Located in the northeastern corner of Massachusetts, Lawrence is characterized by its large brick warehouses and factories, which reveal its long history as a major industrial center.
The Merrimack River runs through the center of Lawrence. While the water quality of the river has improved considerably in recent decades, it still experiences some forms of pollution, and the city sometimes advises residents not to swim in the river for several days after it rains. The Great Stone Dam, which is considered one of the engineering marvels of the 19th century, still generates some of the city's electricity.
Lawrence is often known as the "Immigrant City," a testament to its diversity and high numbers of foreign-born residents. More than half of the city's population identifies itself as Hispanic, and the city is home to large numbers of European, Asian and other immigrant populations.
With a land area of only approximately seven square miles, Lawrence is much smaller than other prominent cities in Massachusetts. At the same time, the city's large population of more than 72,000 gives it an unusually high population density.
The city, once a booming industrial town, now has an estimated household income well below that of the rest of Massachusetts. In recent years a number of organizations and committees have been formed to help boost the city's economy, some as the result of federal initiatives.
Some of the leading industries in Lawrence are manufacturing, retail trade, social assistance, educational service and health care. Major employers in the city are Seacoast Lock and Safe Co. Inc., Lawrence General Hospital and NxStage Medical Inc.
A large percentage of the city's gross annual income comes from manufacturing products, such as electronic equipment, paper products, computers, textiles, foodstuff and footwear. The landmark manufacturers working in Lawrence are Malden Mills, KGR Inc., Grieco Brothers, Cardinal Shoe and New Balance.
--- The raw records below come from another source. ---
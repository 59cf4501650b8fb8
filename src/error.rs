use axum::{
    http::StatusCode,
    response::{IntoResponse, Response},
};
use serde::Serialize;
use thiserror::Error;

use crate::entity::orders::OrderStatus;
use crate::response::{ApiResponse, Meta};

#[derive(Debug, Error)]
pub enum AppError {
    #[error("Not Found")]
    NotFound,

    #[error("{0}")]
    Validation(String),

    #[error("Cart is empty")]
    EmptyCart,

    #[error("Only {available} items available for {name}")]
    InsufficientStock { name: String, available: i32 },

    #[error("Product {name} is no longer available")]
    ProductUnavailable { name: String },

    #[error("Cannot change order status from {from} to {to}")]
    InvalidTransition { from: OrderStatus, to: OrderStatus },

    #[error("Unauthorized: {0}")]
    Unauthorized(String),

    #[error("Forbidden")]
    Forbidden,

    #[error("Database error")]
    DbError(#[from] sqlx::Error),

    #[error("ORM error")]
    OrmError(#[from] sea_orm::DbErr),

    #[error("Internal Server Error")]
    Internal(#[from] anyhow::Error),
}

impl AppError {
    /// Stable machine-readable discriminator carried alongside the
    /// human-readable message in the error envelope.
    pub fn kind(&self) -> &'static str {
        match self {
            AppError::NotFound => "not_found",
            AppError::Validation(_) => "validation",
            AppError::EmptyCart => "empty_cart",
            AppError::InsufficientStock { .. } => "insufficient_stock",
            AppError::ProductUnavailable { .. } => "product_unavailable",
            AppError::InvalidTransition { .. } => "invalid_transition",
            AppError::Unauthorized(_) => "unauthorized",
            AppError::Forbidden => "forbidden",
            AppError::DbError(_) | AppError::OrmError(_) | AppError::Internal(_) => "internal",
        }
    }
}

#[derive(Serialize)]
struct ErrorData {
    error: &'static str,
}

impl IntoResponse for AppError {
    fn into_response(self) -> Response {
        let status = match &self {
            AppError::NotFound => StatusCode::NOT_FOUND,
            AppError::Validation(_) | AppError::EmptyCart | AppError::ProductUnavailable { .. } => {
                StatusCode::BAD_REQUEST
            }
            AppError::InsufficientStock { .. } | AppError::InvalidTransition { .. } => {
                StatusCode::CONFLICT
            }
            AppError::Unauthorized(_) => StatusCode::UNAUTHORIZED,
            AppError::Forbidden => StatusCode::FORBIDDEN,
            AppError::DbError(_) | AppError::OrmError(_) | AppError::Internal(_) => {
                StatusCode::INTERNAL_SERVER_ERROR
            }
        };

        // Infrastructure failures keep their generic Display message so no
        // internal detail reaches the client.
        let body = ApiResponse {
            message: self.to_string(),
            data: Some(ErrorData { error: self.kind() }),
            meta: Some(Meta::empty()),
        };

        (status, axum::Json(body)).into_response()
    }
}

pub type AppResult<T> = Result<T, AppError>;

#[cfg(test)]
mod tests {
    use super::*;

    #[test]
    fn kinds_are_stable_discriminators() {
        assert_eq!(AppError::NotFound.kind(), "not_found");
        assert_eq!(AppError::EmptyCart.kind(), "empty_cart");
        assert_eq!(
            AppError::InsufficientStock {
                name: "Widget".into(),
                available: 3,
            }
            .kind(),
            "insufficient_stock"
        );
        assert_eq!(
            AppError::InvalidTransition {
                from: OrderStatus::Delivered,
                to: OrderStatus::Cancelled,
            }
            .kind(),
            "invalid_transition"
        );
        assert_eq!(
            AppError::Internal(anyhow::anyhow!("boom")).kind(),
            "internal"
        );
    }

    #[test]
    fn kind_is_distinct_from_display_message() {
        let err = AppError::InsufficientStock {
            name: "Widget".into(),
            available: 3,
        };
        assert_eq!(err.to_string(), "Only 3 items available for Widget");
        assert_ne!(err.to_string(), err.kind());
    }
}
Recently, the U.S. Department of Housing and Urban Development designated a part of the city a Renewal Community Zone, which puts into effect a number of measures designed to stimulate economic development. Wage credits, tax deductions and capital gains exclusions are examples of some of the measures that have been implemented.
The Lawrence Community Development Department is designed to help existing businesses survive, while also attracting new businesses to the city. The organization provides a significant number of assistance programs, such as site assistance and section 108 financing. The department also boasts a storefront improvement program, which offers loans specifically to companies attempting to revitalize the downtown area.
The U.S. Small Business Administration has designated the city a Historically Underutilized Business Zone, providing Federal contract preferences to qualified small businesses.
Immigration of foreign born workers to Lawrence largely ceased in 1921 with the passage of strict quotas against immigrants from the countries that had supplied the cheap, unskilled workers. Although many quotas were lifted after the Second World War, foreign immigration to Lawrence only picked up again in the late 1960s with Hispanic immigrants from the Dominican Republic and Puerto Rico as well as other Latin American countries. Immigrants from southeast Asia, particularly Vietnam, have also settled in Lawrence. As an indication of recent immigration trends, St. Patrick's Church, the largest Catholic church in Lawrence and once an Irish bastion, has celebrated Spanish masses on Sundays since 1999. A mass in Vietnamese is also offered every other week.
The level of energy and commitment in the city's neighborhoods exceeds that of most communities. Whether it is exemplified at the grass-root levels in the strong neighborhood associations or in the community policing program, people in the community have created a safer place to live and work.
A very large majority of Lawrence's approximately 26,000 houses are occupied by renters, as opposed to owners, a factor most likely linked to the area's depressed economy.
Filled with art studios, the Essex Arts Center exerts a vital influence on the city's cultural life. The studios promote an artistic community and two professional galleries show local artworks for free. Art openings draw large audiences, and the center hosts educational programs in the Lawrence schools.
Lawrence is home to one college, the Northern Essex Community College. There are also a number of highly respected colleges and universities in the surrounding area; the University of Massachusetts-Lowell, the Massachusetts School of Law in Andover and Merrimack College in North Andover. All are within 15 miles of Lawrence.
The Pulitzer Prize-winning newspaper The Eagle Tribune has its roots in Lawrence. However, it is now headquartered in nearby North Andover.
Lawrence has three locally produced newspapers: Rumbo, which is in both English and Spanish; Siglo 21, which is in Spanish; and The Valley Patriot, which is in English.
Local radio stations are WNNW-800 (Spanish music) and WLLH-1400 (sports news).